4.   Kelompok asosiasi, yaitu kelompok yang anggotanya mempunyai kesadaran jenis dan ada persamaan kepentingan pribadi maupun kepentingan bersama. Dalam asosiasi, para anggotanya melakukan hubungan sosial, kontak dan komunikasi, serta memiliki ikatan organisasi formal. Contoh: Negara, sekolah.

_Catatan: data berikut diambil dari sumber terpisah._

//! Lifecycle event handling
//!
//! Each event maps to one reconciler operation plus the stored-state
//! bookkeeping that decides what later events do:
//!
//! | Event            | Operation            | State change                 |
//! |------------------|----------------------|------------------------------|
//! | `install`        | Install              | `installed = true`           |
//! | `start`          | Start (if installed) | `init-started = true`        |
//! | `config-changed` | Configure (+Restart) | none                         |
//! | `upgrade`        | Upgrade(version)     | `agent-version = version`    |
//! | `remove`         | Remove               | state file deleted           |

use anyhow::{Result, bail};
use declarative::{
    ApplyContext, CommandRunner, HostFs, ProgressCallback, ResourceDiff, compute_diffs,
};
use std::fmt;

use crate::config::CharmConfig;
use crate::reconciler::{ReconciliationResult, Reconciler};
use crate::relations::{self, LogForwardingDescriptor, PrologEpilogData};
use crate::state::StoredState;

/// Status the unit reports after an event
#[derive(Debug, Clone, PartialEq, Eq)]
pub enum WorkloadStatus {
    Active(String),
    Blocked(String),
    Maintenance(String),
}

impl WorkloadStatus {
    pub fn is_blocked(&self) -> bool {
        matches!(self, Self::Blocked(_))
    }
}

impl fmt::Display for WorkloadStatus {
    fn fmt(&self, f: &mut fmt::Formatter<'_>) -> fmt::Result {
        match self {
            Self::Active(msg) => write!(f, "active: {msg}"),
            Self::Blocked(msg) => write!(f, "blocked: {msg}"),
            Self::Maintenance(msg) => write!(f, "maintenance: {msg}"),
        }
    }
}

/// What one event did
#[derive(Debug)]
pub struct EventOutcome {
    /// `None` when the event was skipped
    pub result: Option<ReconciliationResult>,
    /// `None` when the event leaves the reported status alone
    pub status: Option<WorkloadStatus>,
}

impl EventOutcome {
    fn skipped() -> Self {
        Self {
            result: None,
            status: None,
        }
    }

    /// Whether the event should make the process exit non-zero
    pub fn failed(&self) -> bool {
        self.status.as_ref().is_some_and(WorkloadStatus::is_blocked)
            || self.result.as_ref().is_some_and(|r| !r.is_success())
    }
}

/// Which relation payload to produce
#[derive(Debug, Clone, Copy, PartialEq, Eq)]
pub enum RelationKind {
    PrologEpilog,
    LogForwarding,
}

/// Drift between the host and the installed target
#[derive(Debug)]
pub struct DriftReport {
    pub state: StoredState,
    pub diffs: Vec<ResourceDiff>,
    /// Path, content on disk, content that would be written
    pub files: Vec<(String, Option<String>, String)>,
    /// Log file and the opening line of its last record
    pub last_records: Vec<(String, String)>,
}

pub struct Charm<'a> {
    config: &'a CharmConfig,
    runner: &'a dyn CommandRunner,
    fs: &'a dyn HostFs,
    verbose: bool,
}

impl<'a> Charm<'a> {
    pub fn new(config: &'a CharmConfig, runner: &'a dyn CommandRunner, fs: &'a dyn HostFs) -> Self {
        Self {
            config,
            runner,
            fs,
            verbose: false,
        }
    }

    pub fn verbose(mut self, verbose: bool) -> Self {
        self.verbose = verbose;
        self
    }

    fn reconciler(&self) -> Reconciler<'a> {
        Reconciler::new(&self.config.layout, self.runner, self.fs).verbose(self.verbose)
    }

    fn load_state(&self) -> Result<StoredState> {
        StoredState::load(&self.config.layout.state_dir)
    }

    fn save_state(&self, state: &mut StoredState) -> Result<()> {
        state.save(&self.config.layout.state_dir)
    }

    fn package(&self) -> &str {
        &self.config.layout.package_name
    }

    pub fn install<P: ProgressCallback>(&self, progress: &mut P) -> Result<EventOutcome> {
        let result = self.reconciler().install(&self.config.target, progress);
        if !result.is_success() {
            return Ok(EventOutcome {
                result: Some(result),
                status: Some(WorkloadStatus::Blocked("Installation error".to_string())),
            });
        }

        log::debug!("{} installed", self.package());
        let mut state = self.load_state()?;
        state.installed = true;
        if state.agent_version.is_none() {
            state.agent_version = self.config.target.package_version.clone();
        }
        self.save_state(&mut state)?;

        Ok(EventOutcome {
            result: Some(result),
            status: Some(WorkloadStatus::Active(format!("{} installed", self.package()))),
        })
    }

    pub fn start(&self) -> Result<EventOutcome> {
        let mut state = self.load_state()?;
        if !state.installed {
            log::info!("{} is not installed yet; not starting", self.package());
            return Ok(EventOutcome::skipped());
        }

        let result = self.reconciler().start();
        state.init_started = true;
        self.save_state(&mut state)?;

        Ok(EventOutcome {
            result: Some(result),
            status: Some(WorkloadStatus::Active(format!("{} started", self.package()))),
        })
    }

    pub fn stop(&self) -> EventOutcome {
        EventOutcome {
            result: Some(self.reconciler().stop()),
            status: Some(WorkloadStatus::Maintenance(format!("{} stopped", self.package()))),
        }
    }

    pub fn restart(&self) -> EventOutcome {
        EventOutcome {
            result: Some(self.reconciler().restart()),
            status: Some(WorkloadStatus::Active(format!("{} started", self.package()))),
        }
    }

    /// Rewrite configuration; restart only once the agent has been started
    pub fn config_changed<P: ProgressCallback>(&self, progress: &mut P) -> Result<EventOutcome> {
        let mut result = self.reconciler().configure(&self.config.target, progress);
        if !result.is_success() {
            return Ok(EventOutcome {
                result: Some(result),
                status: Some(WorkloadStatus::Blocked("Configuration error".to_string())),
            });
        }

        if self.load_state()?.init_started {
            let restarted = self.reconciler().restart();
            result.summary.merge(&restarted.summary);
            result.warnings.extend(restarted.warnings);
        } else {
            log::debug!("Start has not run yet; not restarting");
        }

        Ok(EventOutcome {
            result: Some(result),
            status: None,
        })
    }

    pub fn upgrade<P: ProgressCallback>(
        &self,
        version: &str,
        progress: &mut P,
    ) -> Result<EventOutcome> {
        let result = self
            .reconciler()
            .upgrade(&self.config.target, version, progress);
        if !result.is_success() {
            let version = version.trim();
            let message = if version.is_empty() {
                "Upgrade needs a version".to_string()
            } else {
                format!("Upgrade to {version} failed")
            };
            return Ok(EventOutcome {
                result: Some(result),
                status: Some(WorkloadStatus::Blocked(message)),
            });
        }

        let mut state = self.load_state()?;
        state.agent_version = Some(version.trim().to_string());
        self.save_state(&mut state)?;

        Ok(EventOutcome {
            result: Some(result),
            status: Some(WorkloadStatus::Active(format!(
                "{} {} running",
                self.package(),
                version.trim()
            ))),
        })
    }

    pub fn remove<P: ProgressCallback>(&self, progress: &mut P) -> Result<EventOutcome> {
        let result = self.reconciler().remove(progress);
        StoredState::delete(&self.config.layout.state_dir)?;
        Ok(EventOutcome {
            result: Some(result),
            status: Some(WorkloadStatus::Maintenance(format!("{} removed", self.package()))),
        })
    }

    /// Compare the host with what Install and Configure would produce
    pub fn drift(&self, with_contents: bool) -> Result<DriftReport> {
        let reconciler = self.reconciler();
        let plan = reconciler.desired_state(&self.config.target)?;
        let ctx = ApplyContext::new(self.runner, self.fs).verbose(self.verbose);
        let diffs = compute_diffs(&plan, &ctx);

        let mut files = Vec::new();
        if with_contents {
            for file in reconciler.managed_files(&self.config.target)? {
                let current = file.read_current(&ctx)?;
                if current.as_deref() != Some(file.content.as_str()) {
                    files.push((file.path.display().to_string(), current, file.content));
                }
            }
        }

        Ok(DriftReport {
            state: self.load_state()?,
            diffs,
            files,
            last_records: self.last_log_records(),
        })
    }

    fn last_log_records(&self) -> Vec<(String, String)> {
        let Ok(mut logs) = self.fs.read_dir(&self.config.layout.log_dir) else {
            return Vec::new();
        };
        logs.retain(|p| p.extension().is_some_and(|ext| ext == "log"));
        logs.sort();

        logs.iter()
            .filter_map(|path| {
                let content = self.fs.read_to_string(path).ok()?;
                let line = relations::last_record_start(&content)?;
                Some((path.display().to_string(), line.to_string()))
            })
            .collect()
    }

    /// JSON payload for a relation
    pub fn relation_data(&self, kind: RelationKind) -> Result<String> {
        let layout = &self.config.layout;
        let json = match kind {
            RelationKind::PrologEpilog => {
                serde_json::to_string_pretty(&PrologEpilogData::from_layout(layout))?
            }
            RelationKind::LogForwarding => {
                serde_json::to_string_pretty(&LogForwardingDescriptor::for_log_dir(&layout.log_dir))?
            }
        };
        Ok(json)
    }
}

/// Warning text when not running as root
pub fn privilege_warning() -> Option<String> {
    if unsafe { libc::geteuid() } == 0 {
        return None;
    }
    Some("not running as root; account, unit and package steps will likely fail".to_string())
}

/// Turn a failed outcome into an error for the process exit code
pub fn ensure_success(event: &str, outcome: &EventOutcome) -> Result<()> {
    if outcome.failed() {
        match &outcome.status {
            Some(status) => bail!("{event} failed ({status})"),
            None => bail!("{event} failed"),
        }
    }
    Ok(())
}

Faktor pembentuk Kelompok Sosial


Bergabung dengan sebuah kelompok merupakan sesuatu yang murni dari diri sendiri atau juga secara kebetulan. Misalnya, seseorang terlahir dalam keluarga tertentu. Namun, ada juga yang merupakan sebuah pilihan. Dua faktor utama yang tampaknya mengarahkan pilihan tersebut adalah kedekatan dan kesamaan.

1. Kedekatan
Pengaruh tingkat kedekatan, atau kedekatan geografis, terhadap keterlibatan seseorang dalam sebuah kelompok tidak bisa diukur. Kita membentuk kelompok bermain dengan orang-orang di sekitar kita. Kita bergabung dengan kelompok kegiatan sosial lokal. Kelompok tersusun atas individu-individu yang saling berinteraksi. Semakin dekat jarak geografis antara dua orang, semakin mungkin mereka saling melihat, berbicara, dan bersosialisasi. Singkatnya, kedekatan fisik meningkatkan peluang interaksi dan bentuk kegiatan bersama yang memungkinkan terbentuknya kelompok sosial. Jadi, kedekatan menumbuhkan interaksi, yang memainkan peranan penting terhadap terbentuknya kelompok pertemanan.
2. Kesamaan

Pembentukan kelompok sosial tidak hanya tergantung pada kedekatan fisik, tetapi juga kesamaan di antara anggota-anggotanya. Sudah menjadi kebiasaan, orang leih suka berhubungan dengan orang yang memiliki kesamaan dengan dirinya. Kesamaan yang dimaksud adalah kesamaan minat, kepercayaan, nilai, usia, tingkat intelejensi, atau karakter-karakter personal lain. Kesamaan juga merupakan faktor utama dalam memilih calon pasangan untuk membentuk kelompok sosial yang disebut keluarga.